The suggestions provided from the patients offer valuable insights into potential improvements. Firstly, while overall satisfaction was high, some patients recommended the incorporation of more engaging and diverse educational lectures and activities. Enhancing the variety and interactivity of the educational components could maintain patient interest and motivation throughout the CR. This might include multimedia presentations, interactive workshops, or personalized educational modules that meet individual learning needs. This perspective is consistent with current evidence highlighting the importance of early mobilization and consistent physical activity for long-term functional improvement. Additionally, compliance with structured rehabilitation plans has emerged as an important factor in optimizing patient outcomes. The emphasis on adherence suggests that the success of the program depends not only on the initial design but also on the ongoing efforts of patients to follow the prescribed regimen. Strategies to enhance compliance such as regular follow-up sessions, motivational interviews, or digital reminders could be explored to improve outcomes. Our findings contribute to the growing body of evidence supporting individualized rehabilitation frameworks that incorporate mobility stratification, multimodal training, and psychosocial support.
4.3. Study Limitations
Despite the encouraging results, several limitations should be acknowledged. First, the relatively small sample size (n = 33) limits the generalizability of our findings and increases the potential for Type I and Type II errors. Although we employed appropriate statistical methods considering the data distribution, conclusions drawn from such a small cohort should be interpreted with caution. Given the exploratory and pilot nature of this study and the limited sample size, corrections for multiple comparisons (e.g., Bonferroni adjustment) were not applied. We acknowledge that this may increase the risk of Type I error (α inflation), and the results should be interpreted with caution. As a retrospective study without a comparator group, causal relationships between inpatient CR and the observed improvements cannot be firmly established. The observed associations may reflect selection bias or regression to the mean, rather than true treatment effects. Furthermore, potential confounding variables—such as type of surgery, comorbidities, and rehabilitation duration—were not controlled for, which may have influenced the outcomes. Multivariate analysis or matching techniques were not applied due to the limited sample size, which is a recognized limitation. The absence of long-term follow-up also limits our ability to assess the sustainability of these improvements after discharge.

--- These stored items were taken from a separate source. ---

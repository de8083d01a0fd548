//! Majordome MDP protocol layer.
//!
//! Implements the Majordomo request/reply pattern over the framed transport
//! in `majordome-core`: a broker routes client requests to workers
//! registered per service name, with heartbeat-driven liveness detection on
//! both sides of every worker connection.
//!
//! Message shapes on the wire (each element one frame):
//!
//! ```text
//! client  → broker   [MDPC01, service, ...payload]
//! broker  → client   [MDPC01, service, ...payload]
//! worker  → broker   [MDPW01, command, ...body]
//! broker  → worker   [MDPW01, command, ...body]
//! ```
//!
//! Worker command bodies: READY carries the service name, REQUEST and REPLY
//! carry `[...return-address, empty, ...payload]`, HEARTBEAT and DISCONNECT
//! carry nothing.

#![allow(clippy::module_name_repetitions)]

pub mod broker;
pub mod client;
pub mod command;
pub mod envelope;
pub mod error;
pub mod worker;

/// Protocol tag opening every client-side message.
pub const CLIENT_PROTOCOL: &[u8] = b"MDPC01";

/// Protocol tag opening every worker-side message.
pub const WORKER_PROTOCOL: &[u8] = b"MDPW01";

/// Reserved service-name prefix for broker introspection.
pub const MMI_PREFIX: &str = "mmi.";

pub use broker::{Broker, BrokerHandle};
pub use client::{AsyncClient, SyncClient};
pub use command::Command;
pub use error::{MdpError, Result};
pub use worker::{RequestHandler, Worker};
// Copyright (c) 2025 Kirky.X
//
// Licensed under the MIT License
// See LICENSE file in the project root for full license information.

/// 配置模块
///
/// 处理应用程序的配置设置，包括服务器、Webhook发送、上下文过滤和本地化等配置
pub mod settings;
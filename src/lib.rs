// Copyright (c) 2025 Kirky.X
//
// Licensed under the MIT License
// See LICENSE file in the project root for full license information.

/// 应用程序模块
///
/// 包含请求数据传输对象
pub mod application;

/// 配置模块
///
/// 处理应用程序的配置设置和环境变量
pub mod config;

/// 领域模块
///
/// 包含核心业务实体、服务和用例
pub mod domain;

/// 基础设施模块
///
/// 提供HTTP传输、本地化和指标等外部集成
pub mod infrastructure;

/// 表示层模块
///
/// 处理HTTP请求和响应，包括路由和处理器
pub mod presentation;

/// 工具模块
///
/// 提供通用的工具函数和辅助功能
pub mod utils;
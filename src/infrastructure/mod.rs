// Copyright (c) 2025 Kirky.X
//
// Licensed under the MIT License
// See LICENSE file in the project root for full license information.

/// 基础设施层模块
///
/// 包含的子模块：
/// - 指标（metrics）：Prometheus指标导出
/// - 仓库实现（repositories）：条目信息查询的实现
/// - 服务实现（services）：HTTP传输、阶段名称本地化和用户提示队列
pub mod metrics;
pub mod repositories;
pub mod services;
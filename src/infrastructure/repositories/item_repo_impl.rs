// Copyright (c) 2025 Kirky.X
//
// Licensed under the MIT License
// See LICENSE file in the project root for full license information.

use crate::domain::models::transition::ItemDetails;
use crate::domain::repositories::item_repository::ItemLookup;
use anyhow::Result;
use async_trait::async_trait;
use std::collections::HashMap;

/// 内存条目仓库
///
/// 宿主在通知中直接携带条目信息时使用
#[derive(Debug, Clone, Default)]
pub struct InMemoryItemRepository {
    items: HashMap<i64, ItemDetails>,
}

impl InMemoryItemRepository {
    pub fn new(items: HashMap<i64, ItemDetails>) -> Self {
        Self { items }
    }
}

#[async_trait]
impl ItemLookup for InMemoryItemRepository {
    async fn find_item(&self, item_id: i64) -> Result<Option<ItemDetails>> {
        Ok(self.items.get(&item_id).cloned())
    }
}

The satisfaction survey used to evaluate subjective experiences was custom-developed for this study and was not based on a previously validated instrument. Therefore, the absence of formal psychometric testing may affect the reliability and interpretability of the reported satisfaction levels. In addition, the patient satisfaction survey used in this study was developed by the authors and has not been previously validated, which may affect the reliability of subjective data. Nevertheless, this study provides preliminary evidence supporting the feasibility and potential benefits of structured inpatient CR in patients undergoing open aortic and valvular surgery. Future randomized controlled trials with larger sample sizes and longer follow-up are warranted to confirm these findings and optimize rehabilitation protocols for this specific patient population.